##### Supplied entries #####

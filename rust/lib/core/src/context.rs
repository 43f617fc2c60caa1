//! Explicit request context.
//!
//! Handlers never read ambient "current user" state. The API layer
//! resolves the caller once per request and passes this value down
//! through every service call.

/// The caller of a request.
///
/// `identity` is the resolved account id, or `None` for an anonymous
/// connection (no token, or a token that resolved to nothing).
#[derive(Debug, Clone, Default)]
pub struct RequestContext {
    pub identity: Option<String>,
}

impl RequestContext {
    /// Context for an authenticated caller.
    pub fn authenticated(identity: impl Into<String>) -> Self {
        Self {
            identity: Some(identity.into()),
        }
    }

    /// Context for an anonymous connection.
    pub fn anonymous() -> Self {
        Self { identity: None }
    }

    pub fn is_anonymous(&self) -> bool {
        self.identity.is_none()
    }

    /// The identity, or `None` when anonymous.
    pub fn identity(&self) -> Option<&str> {
        self.identity.as_deref()
    }
}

#####

[Exercise description]
Each entry above must be printed exactly as written.

[Solution to the exercise]
filename rust/lib/core/src/context.rs
repository 43f617fc2c60caa1
//! Explicit request context.
//!
//! Handlers never read ambient "current user" state. The API layer
//! resolves the caller once per request and passes this value down
//! through every service call.

/// The caller of a request.
///
/// `identity` is the resolved account id, or `None` for an anonymous
/// connection (no token, or a token that resolved to nothing).
#[derive(Debug, Clone, Default)]
pub struct RequestContext {
    pub identity: Option<String>,
}

impl RequestContext {
    /// Context for an authenticated caller.
    pub fn authenticated(identity: impl Into<String>) -> Self {
        Self {
            identity: Some(identity.into()),
        }
    }

    /// Context for an anonymous connection.
    pub fn anonymous() -> Self {
        Self { identity: None }
    }

    pub fn is_anonymous(&self) -> bool {
        self.identity.is_none()
    }

    /// The identity, or `None` when anonymous.
    pub fn identity(&self) -> Option<&str> {
        self.identity.as_deref()
    }
}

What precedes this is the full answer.